*REQUIREMENT*: Give back nothing but the number of lines in these entries that contain the word "GroupVersionKind".

*MATERIAL PROVIDED*:
-----

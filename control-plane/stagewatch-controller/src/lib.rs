pub mod background;
pub mod config;
pub mod controller;
pub mod markers;
pub mod runtime;
pub mod sink;
pub mod snapshot;
pub mod status;
pub mod web;

use tracing_subscriber::{
    EnvFilter, layer::SubscriberExt, util::SubscriberInitExt,
};

/// Install the global subscriber. `RUST_LOG` wins; `default_env` is added
/// as an extra directive.
pub fn init_tracing(default_env: &str) {
    let directive = default_env
        .parse()
        .unwrap_or_else(|_| tracing_subscriber::filter::LevelFilter::INFO.into());
    let filter = EnvFilter::builder()
        .with_env_var("RUST_LOG")
        .from_env_lossy()
        .add_directive(directive);

    let _ = tracing_subscriber::registry()
        .with(tracing_subscriber::fmt::layer())
        .with(filter)
        .try_init();
}
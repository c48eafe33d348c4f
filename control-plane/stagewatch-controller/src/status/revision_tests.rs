#[cfg(test)]
mod tests {
    use stagewatch_models::{RevisionStatus, RolloutStatus};

    use crate::status::condition::{Condition, Truth};
    use crate::status::observed::RevisionSnapshot;
    use crate::status::revision::{RevisionState, classify_revision, fold_rollout};
    use crate::status::rollout::RolloutState;

    fn revision(observed_generation: i64, conditions: Vec<Condition>) -> RevisionSnapshot {
        RevisionSnapshot {
            name: "myapp-00001".into(),
            observed_generation,
            revision_number: Ok(1),
            workload_name: "myapp".into(),
            conditions,
            containers: vec![],
        }
    }

    fn state(status: RevisionStatus, reason: &str) -> RevisionState {
        RevisionState {
            status,
            reason: reason.into(),
        }
    }

    #[test]
    fn classify_revision_table() {
        let cases = vec![
            (
                "status is not observed",
                revision(0, vec![Condition::new("Ready", Truth::True)]),
                state(RevisionStatus::Waiting, "Deploying"),
            ),
            (
                "deployment has timed out",
                revision(
                    1,
                    vec![
                        Condition::new("Active", Truth::False)
                            .with_reason("TimedOut")
                            .with_message("Timed out message."),
                    ],
                ),
                state(
                    RevisionStatus::Unhealthy,
                    "Timed out message. This is usually due to a failing health check",
                ),
            ),
            (
                "ready state is unknown and deploying",
                revision(
                    1,
                    vec![
                        Condition::new("Active", Truth::True),
                        Condition::new("Ready", Truth::Unknown).with_reason("Deploying"),
                    ],
                ),
                state(RevisionStatus::Waiting, "Deploying"),
            ),
            (
                "ready state is unknown and resolving digests",
                revision(
                    1,
                    vec![
                        Condition::new("Active", Truth::True),
                        Condition::new("Ready", Truth::Unknown)
                            .with_reason("ResolvingDigests"),
                    ],
                ),
                state(RevisionStatus::Waiting, "Deploying"),
            ),
            (
                "ready state is unknown",
                revision(
                    1,
                    vec![Condition::new("Ready", Truth::Unknown).with_message("msg")],
                ),
                state(RevisionStatus::Unknown, "msg"),
            ),
            (
                "container is not healthy",
                revision(
                    1,
                    vec![
                        Condition::new("ContainerHealthy", Truth::False)
                            .with_message("Failed to resolve image to digest..."),
                    ],
                ),
                state(
                    RevisionStatus::Unhealthy,
                    "Failed to resolve image to digest...",
                ),
            ),
            (
                "ready is true",
                revision(1, vec![Condition::new("Ready", Truth::True)]),
                state(RevisionStatus::Ready, ""),
            ),
            (
                "ready is false",
                revision(
                    1,
                    vec![Condition::new("Ready", Truth::False).with_message("msg")],
                ),
                state(RevisionStatus::Unhealthy, "msg"),
            ),
            (
                "no ready condition",
                revision(1, vec![Condition::new("Active", Truth::True)]),
                state(RevisionStatus::Unknown, ""),
            ),
            (
                "no conditions at all",
                revision(1, vec![]),
                state(RevisionStatus::Unknown, ""),
            ),
        ];

        for (name, rev, expected) in cases {
            assert_eq!(classify_revision(&rev), expected, "when {}", name);
        }
    }

    #[test]
    fn ready_with_unrelated_conditions_is_ready() {
        let rev = revision(
            3,
            vec![
                Condition::new("Active", Truth::True),
                Condition::new("ConfigurationsReady", Truth::Unknown).with_reason("Odd"),
                Condition::new("SomethingNew", Truth::False).with_message("ignored"),
                Condition::new("Ready", Truth::True),
                Condition::new("ContainerHealthy", Truth::True),
                Condition::new("Active", Truth::Unknown).with_reason("NoTraffic"),
            ],
        );
        assert_eq!(classify_revision(&rev).status, RevisionStatus::Ready);
    }

    #[test]
    fn unhealthy_container_wins_even_when_reported_after_ready() {
        let rev = revision(
            1,
            vec![
                Condition::new("Ready", Truth::True),
                Condition::new("ContainerHealthy", Truth::False).with_message("bad"),
            ],
        );
        assert_eq!(
            classify_revision(&rev),
            state(RevisionStatus::Unhealthy, "bad")
        );
    }

    #[test]
    fn active_false_without_timeout_falls_through_to_ready() {
        let rev = revision(
            1,
            vec![
                Condition::new("Active", Truth::False).with_reason("NoTraffic"),
                Condition::new("Ready", Truth::True),
            ],
        );
        assert_eq!(classify_revision(&rev).status, RevisionStatus::Ready);
    }

    fn rollout(status: RolloutStatus, reason: &str) -> RolloutState {
        RolloutState {
            status,
            reason: reason.into(),
        }
    }

    #[test]
    fn fold_in_progress_rollout_makes_ready_revision_wait() {
        let out = fold_rollout(
            state(RevisionStatus::Ready, ""),
            &rollout(RolloutStatus::InProgress, "1/2 new replicas have been updated"),
        );
        assert_eq!(
            out,
            state(RevisionStatus::Waiting, "1/2 new replicas have been updated")
        );
    }

    #[test]
    fn fold_failed_rollout_makes_unknown_revision_unhealthy() {
        let out = fold_rollout(
            state(RevisionStatus::Unknown, "msg"),
            &rollout(RolloutStatus::Failed, "Deployment timed out"),
        );
        assert_eq!(out, state(RevisionStatus::Unhealthy, "Deployment timed out"));
    }

    #[test]
    fn fold_keeps_revision_status_for_complete_rollout() {
        let ready = state(RevisionStatus::Ready, "");
        assert_eq!(
            fold_rollout(
                ready.clone(),
                &rollout(RolloutStatus::Complete, "Successfully rolled out")
            ),
            ready
        );
    }

    #[test]
    fn fold_never_overrides_disqualified_revision() {
        let unhealthy = state(RevisionStatus::Unhealthy, "crash");
        let waiting = state(RevisionStatus::Waiting, "Deploying");
        let failed = rollout(RolloutStatus::Failed, "Deployment timed out");
        assert_eq!(fold_rollout(unhealthy.clone(), &failed), unhealthy);
        assert_eq!(fold_rollout(waiting.clone(), &failed), waiting);
    }
}
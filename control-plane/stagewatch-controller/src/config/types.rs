use std::time::Duration;

use envconfig::Envconfig;

#[derive(Envconfig, Clone, Debug)]
pub struct ControllerConfig {
    /// Base URL of the status server, e.g. https://status.example.com
    #[envconfig(from = "STAGEWATCH_SERVER_URL")]
    pub server_url: String,

    #[envconfig(from = "STAGEWATCH_SERVER_APIKEY")]
    pub server_apikey: String,

    /// Environment (stage) this controller reports for
    #[envconfig(from = "STAGEWATCH_ENVIRONMENT")]
    pub environment: String,

    #[envconfig(from = "STAGEWATCH_SERVER_PING_SECONDS", default = "10")]
    pub server_ping_seconds: u64,

    #[envconfig(from = "STAGEWATCH_SERVER_TIMEOUT_SECS", default = "10")]
    pub server_timeout_secs: u64,

    /// Delay before a failed reconcile pass is retried by the controller runtime.
    #[envconfig(from = "STAGEWATCH_REQUEUE_SECS", default = "30")]
    pub requeue_secs: u64,

    #[envconfig(from = "HTTP_PORT", default = "8080")]
    pub http_port: u16,

    #[envconfig(nested)]
    pub features: FeaturesConfig,

    #[envconfig(nested)]
    pub sealed_secret: SealedSecretConfig,
}

#[derive(Envconfig, Clone, Debug)]
pub struct FeaturesConfig {
    /// Knative Configuration/Route status reporting
    #[envconfig(from = "STAGEWATCH_FEATURES_KNATIVE", default = "true")]
    pub knative: bool,
    /// Plain apps/v1 Deployment status reporting
    #[envconfig(from = "STAGEWATCH_FEATURES_DEPLOYMENTS", default = "false")]
    pub deployments: bool,
    /// Publish the Knative custom domain as the environment gateway host
    #[envconfig(from = "STAGEWATCH_FEATURES_DOMAIN", default = "true")]
    pub domain: bool,
}

#[derive(Envconfig, Clone, Debug)]
pub struct SealedSecretConfig {
    #[envconfig(from = "STAGEWATCH_SEALEDSECRET_ENABLED", default = "true")]
    pub enabled: bool,
    #[envconfig(
        from = "STAGEWATCH_SEALEDSECRET_CONTROLLER_NAME",
        default = "sealed-secrets-controller"
    )]
    pub controller_name: String,
    #[envconfig(
        from = "STAGEWATCH_SEALEDSECRET_NAMESPACE",
        default = "kube-system"
    )]
    pub namespace: String,
    /// Env: STAGEWATCH_SEALEDSECRET_CERT_REFRESH_DURATION (e.g. "24h", "30m")
    #[envconfig(
        from = "STAGEWATCH_SEALEDSECRET_CERT_REFRESH_DURATION",
        default = "24h"
    )]
    pub cert_refresh_duration: String,
    #[envconfig(
        from = "STAGEWATCH_SEALEDSECRET_RETRY_ATTEMPTS",
        default = "3"
    )]
    pub retry_attempts: u32,
}

impl ControllerConfig {
    pub fn ping_interval(&self) -> Duration {
        Duration::from_secs(self.server_ping_seconds.max(1))
    }

    pub fn requeue_delay(&self) -> Duration {
        Duration::from_secs(self.requeue_secs)
    }

    /// Reject settings that would only fail later at runtime.
    pub fn validate(&self) -> anyhow::Result<()> {
        crate::sink::parse_base_url(&self.server_url)
            .map_err(|e| anyhow::anyhow!("STAGEWATCH_SERVER_URL: {}", e))?;
        if self.environment.trim().is_empty() {
            anyhow::bail!("STAGEWATCH_ENVIRONMENT must not be empty");
        }
        if self.sealed_secret.enabled {
            self.sealed_secret.refresh_interval()?;
        }
        Ok(())
    }
}

impl SealedSecretConfig {
    /// Accepts Go-style durations such as "24h", "90s" or "1h30m".
    pub fn refresh_interval(&self) -> anyhow::Result<Duration> {
        let raw = self.cert_refresh_duration.trim();
        match humantime::parse_duration(raw) {
            Ok(d) if !d.is_zero() => Ok(d),
            Ok(_) => anyhow::bail!(
                "invalid sealed secret cert refresh duration: {:?}: must be positive",
                self.cert_refresh_duration
            ),
            Err(e) => anyhow::bail!(
                "invalid sealed secret cert refresh duration: {:?}: {}",
                self.cert_refresh_duration,
                e
            ),
        }
    }
}
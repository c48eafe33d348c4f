use k8s_openapi::api::apps::v1::Deployment;
use k8s_openapi::api::core::v1::{self as corev1, Pod};
use kube::ResourceExt;

use crate::status::{
    Condition, ContainerImage, ContainerSnapshot, ContainerState, PodPhase,
    PodSnapshot, Truth, WorkloadSnapshot,
};

pub(crate) fn condition(
    type_: &str,
    status: &str,
    reason: Option<&String>,
    message: Option<&String>,
) -> Condition {
    Condition {
        type_: type_.to_string(),
        truth: Truth::parse(status),
        reason: reason.cloned().unwrap_or_default(),
        message: message.cloned().unwrap_or_default(),
    }
}

fn container_state(state: Option<&corev1::ContainerState>) -> ContainerState {
    let Some(state) = state else {
        return ContainerState::Unset;
    };
    if let Some(w) = &state.waiting {
        return ContainerState::Waiting {
            reason: w.reason.clone().unwrap_or_default(),
            message: w.message.clone().unwrap_or_default(),
        };
    }
    if let Some(r) = &state.running {
        return ContainerState::Running {
            started_at: r.started_at.as_ref().map(|t| t.0),
        };
    }
    if state.terminated.is_some() {
        return ContainerState::Terminated;
    }
    ContainerState::Unset
}

pub fn pod_snapshot(pod: &Pod) -> PodSnapshot {
    let status = pod.status.as_ref();
    let phase = status
        .and_then(|s| s.phase.as_deref())
        .map(PodPhase::parse)
        .unwrap_or_default();
    let containers = status
        .and_then(|s| s.container_statuses.as_ref())
        .map(|list| {
            list.iter()
                .map(|cs| ContainerSnapshot {
                    name: cs.name.clone(),
                    ready: cs.ready,
                    state: container_state(cs.state.as_ref()),
                })
                .collect()
        })
        .unwrap_or_default();
    PodSnapshot {
        name: pod.name_any(),
        phase,
        containers,
    }
}

pub fn workload_snapshot(d: &Deployment) -> WorkloadSnapshot {
    let spec = d.spec.as_ref();
    let status = d.status.as_ref();
    let conditions = status
        .and_then(|s| s.conditions.as_ref())
        .map(|list| {
            list.iter()
                .map(|c| {
                    condition(&c.type_, &c.status, c.reason.as_ref(), c.message.as_ref())
                })
                .collect()
        })
        .unwrap_or_default();
    let containers = spec
        .and_then(|s| s.template.spec.as_ref())
        .map(|ps| {
            ps.containers
                .iter()
                .map(|c| ContainerImage {
                    name: c.name.clone(),
                    image: c.image.clone().unwrap_or_default(),
                })
                .collect()
        })
        .unwrap_or_default();

    WorkloadSnapshot {
        name: d.name_any(),
        generation: d.metadata.generation.unwrap_or(0),
        observed_generation: status.and_then(|s| s.observed_generation).unwrap_or(0),
        // apps/v1 defaults spec.replicas to 1
        desired_replicas: spec.and_then(|s| s.replicas).unwrap_or(1),
        updated_replicas: status.and_then(|s| s.updated_replicas).unwrap_or(0),
        total_replicas: status.and_then(|s| s.replicas).unwrap_or(0),
        available_replicas: status.and_then(|s| s.available_replicas).unwrap_or(0),
        conditions,
        containers,
    }
}
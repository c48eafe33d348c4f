use serde::{Deserialize, Serialize};

/// Coarse state of a workload rollout as reported to the status server.
#[derive(Debug, Clone, Copy, Serialize, Deserialize, PartialEq, Eq)]
pub enum RolloutStatus {
    Unknown,
    InProgress,
    Failed,
    Complete,
}

impl Default for RolloutStatus {
    fn default() -> Self {
        Self::Unknown
    }
}

impl std::fmt::Display for RolloutStatus {
    fn fmt(&self, f: &mut std::fmt::Formatter<'_>) -> std::fmt::Result {
        match self {
            RolloutStatus::Unknown => write!(f, "Unknown"),
            RolloutStatus::InProgress => write!(f, "InProgress"),
            RolloutStatus::Failed => write!(f, "Failed"),
            RolloutStatus::Complete => write!(f, "Complete"),
        }
    }
}

/// Coarse state of a single revision.
#[derive(Debug, Clone, Copy, Serialize, Deserialize, PartialEq, Eq)]
pub enum RevisionStatus {
    Waiting,
    Unknown,
    Ready,
    Unhealthy,
}

impl Default for RevisionStatus {
    fn default() -> Self {
        Self::Unknown
    }
}

impl std::fmt::Display for RevisionStatus {
    fn fmt(&self, f: &mut std::fmt::Formatter<'_>) -> std::fmt::Result {
        match self {
            RevisionStatus::Waiting => write!(f, "Waiting"),
            RevisionStatus::Unknown => write!(f, "Unknown"),
            RevisionStatus::Ready => write!(f, "Ready"),
            RevisionStatus::Unhealthy => write!(f, "Unhealthy"),
        }
    }
}
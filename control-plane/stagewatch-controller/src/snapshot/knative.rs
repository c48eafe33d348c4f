use kube::ResourceExt;
use kube::core::{DynamicObject, GroupVersionKind};
use kube::discovery::ApiResource;
use serde::Deserialize;
use serde::de::DeserializeOwned;
use stagewatch_models::TrafficEntry;

use super::workload::condition;
use crate::markers::{self, RevisionNumber};
use crate::status::{Condition, ContainerImage, RevisionSnapshot};

pub const KNATIVE_GROUP: &str = "serving.knative.dev";
pub const KNATIVE_VERSION: &str = "v1";

pub fn api_resource(kind: &str) -> ApiResource {
    ApiResource::from_gvk(&GroupVersionKind::gvk(KNATIVE_GROUP, KNATIVE_VERSION, kind))
}

pub fn configuration_resource() -> ApiResource {
    api_resource("Configuration")
}

pub fn route_resource() -> ApiResource {
    api_resource("Route")
}

pub fn revision_resource() -> ApiResource {
    api_resource("Revision")
}

#[derive(Deserialize, Debug, Default)]
#[serde(rename_all = "camelCase")]
struct KnCondition {
    #[serde(rename = "type")]
    type_: String,
    #[serde(default)]
    status: String,
    reason: Option<String>,
    message: Option<String>,
}

#[derive(Deserialize, Debug, Default)]
#[serde(rename_all = "camelCase", default)]
struct KnStatus {
    observed_generation: i64,
    conditions: Vec<KnCondition>,
    latest_created_revision_name: String,
    latest_ready_revision_name: String,
    traffic: Vec<KnTraffic>,
}

#[derive(Deserialize, Debug, Default)]
#[serde(rename_all = "camelCase", default)]
struct KnTraffic {
    revision_name: String,
    percent: Option<i64>,
    tag: Option<String>,
}

#[derive(Deserialize, Debug, Default)]
#[serde(default)]
struct KnRevisionSpec {
    containers: Vec<KnContainer>,
}

#[derive(Deserialize, Debug, Default)]
#[serde(default)]
struct KnContainer {
    name: String,
    image: String,
}

/// Decode one top-level field of a dynamic object; absent or null is the default.
fn field<T: DeserializeOwned + Default>(
    obj: &DynamicObject,
    key: &str,
) -> Result<T, serde_json::Error> {
    match obj.data.get(key) {
        None | Some(serde_json::Value::Null) => Ok(T::default()),
        Some(v) => T::deserialize(v),
    }
}

fn conditions(status: &KnStatus) -> Vec<Condition> {
    status
        .conditions
        .iter()
        .map(|c| condition(&c.type_, &c.status, c.reason.as_ref(), c.message.as_ref()))
        .collect()
}

pub fn revision_snapshot(obj: &DynamicObject) -> Result<RevisionSnapshot, serde_json::Error> {
    let spec: KnRevisionSpec = field(obj, "spec")?;
    let status: KnStatus = field(obj, "status")?;
    Ok(RevisionSnapshot {
        name: obj.name_any(),
        observed_generation: status.observed_generation,
        revision_number: RevisionNumber::from_meta(&obj.metadata),
        workload_name: markers::deployment_name(&obj.metadata).to_string(),
        conditions: conditions(&status),
        containers: spec
            .containers
            .into_iter()
            .map(|c| ContainerImage {
                name: c.name,
                image: c.image,
            })
            .collect(),
    })
}

/// Latest created and latest ready revision names of a Configuration.
#[derive(Clone, Debug, Default, PartialEq, Eq)]
pub struct ConfigurationView {
    pub latest_created_revision_name: String,
    pub latest_ready_revision_name: String,
}

pub fn configuration_view(obj: &DynamicObject) -> Result<ConfigurationView, serde_json::Error> {
    let status: KnStatus = field(obj, "status")?;
    Ok(ConfigurationView {
        latest_created_revision_name: status.latest_created_revision_name,
        latest_ready_revision_name: status.latest_ready_revision_name,
    })
}

/// Traffic targets of a Route, in reported order.
pub fn route_traffic(obj: &DynamicObject) -> Result<Vec<TrafficEntry>, serde_json::Error> {
    let status: KnStatus = field(obj, "status")?;
    Ok(status
        .traffic
        .into_iter()
        .map(|t| TrafficEntry {
            revision_name: t.revision_name,
            percent: t.percent,
            tag: t.tag,
        })
        .collect())
}
use envconfig::Envconfig;
use kube::Client;
use stagewatch_controller::{config::ControllerConfig, init_tracing, runtime};
use tracing::info;

#[tokio::main(flavor = "multi_thread")]
async fn main() -> anyhow::Result<()> {
    init_tracing("info");

    // kube and reqwest both use rustls; pin the aws-lc-rs provider.
    if let Err(e) = rustls::crypto::CryptoProvider::install_default(
        rustls::crypto::aws_lc_rs::default_provider(),
    ) {
        tracing::debug!(?e, "CryptoProvider already installed; proceeding");
    }

    let cfg = ControllerConfig::init_from_env()?;
    cfg.validate()?;
    info!(
        server = %cfg.server_url,
        environment = %cfg.environment,
        features = ?cfg.features,
        "starting stagewatch controller"
    );

    let client = Client::try_default().await?;
    runtime::run_all(client, cfg).await
}
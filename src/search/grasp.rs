use crate::search::{local, Solver};
use crate::solution::insertion::InsertionList;
use crate::solution::Solution;

/// Solomon construction with a restricted candidate list: per unrouted
/// node the best position on the current route enters the RCL, and one
/// entry is drawn at random (uniformly or weighted by attractiveness).
pub(crate) fn grasp_construct_routes(solver: &mut Solver, sol: &mut Solution, workers: usize) {
    let problem = solver.problem.clone();
    let cfg = &problem.cfg;
    let mut rcl = InsertionList::new(cfg.rcl_size);
    while sol.first_unrouted().is_some() {
        let seed = solver.get_seed(sol);
        sol.remove_unrouted(seed);
        let route = sol.new_route(seed, workers);
        while sol.first_unrouted().is_some() {
            // fill the current route
            for n in sol.iter_unrouted() {
                if let Some(ins) = sol.best_insertion(route, n) {
                    rcl.update(ins);
                }
            }
            let ins = match rcl.pick(&mut solver.rng, cfg.use_weights) {
                Some(ins) => ins,
                None => break,
            };
            sol.remove_unrouted(ins.node);
            sol.add_nodes(ins.target, ins.node, ins.node, ins.after);
            rcl.clear();
        }
    }
}

/// Solve with GRASP: one randomized construction per iteration, improved
/// by local search and compared to the incumbent.
pub fn solve_grasp(solver: &mut Solver, workers: usize) {
    let problem = solver.problem.clone();
    let mut best_cost = f64::INFINITY;
    let mut sol = Solution::new(problem);
    while solver.proceed(solver.num_solutions) {
        grasp_construct_routes(solver, &mut sol, workers);
        local::do_ls(&mut sol, &mut solver.tabu, &mut solver.stats);
        let cost = sol.calc_costs();
        if cost < best_cost {
            best_cost = cost;
            sol.time = solver.elapsed_secs();
            Solver::log_progress(&sol);
            std::mem::swap(&mut solver.best, &mut sol);
        }
        sol.reset();
        solver.num_solutions += 1;
    }
}

#[cfg(test)]
mod tests {
    use super::*;
    use crate::config::{Config, Metaheuristic};
    use crate::testing;

    fn grasp_config() -> Config {
        let mut cfg = Config::default();
        cfg.metaheuristic = Metaheuristic::Grasp;
        cfg.runtime = 0;
        cfg.max_iterations = 30;
        cfg.seed = 5;
        cfg
    }

    #[test]
    fn bounded_rcl_produces_a_feasible_best() {
        let mut cfg = grasp_config();
        cfg.rcl_size = 3;
        cfg.use_weights = false;
        let pb = testing::line_problem(cfg);
        let mut solver = Solver::new(pb);
        solver.solve();
        assert!(solver.best.validate().is_ok());
        assert_eq!(solver.best.trucks(), 2);
    }

    #[test]
    fn weighted_unbounded_rcl_produces_a_feasible_best() {
        let mut cfg = grasp_config();
        cfg.rcl_size = 0;
        cfg.use_weights = true;
        let pb = testing::line_problem(cfg);
        let mut solver = Solver::new(pb);
        solver.solve();
        assert!(solver.best.validate().is_ok());
    }
}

-----

*EXERCISE SOLUTION*: 2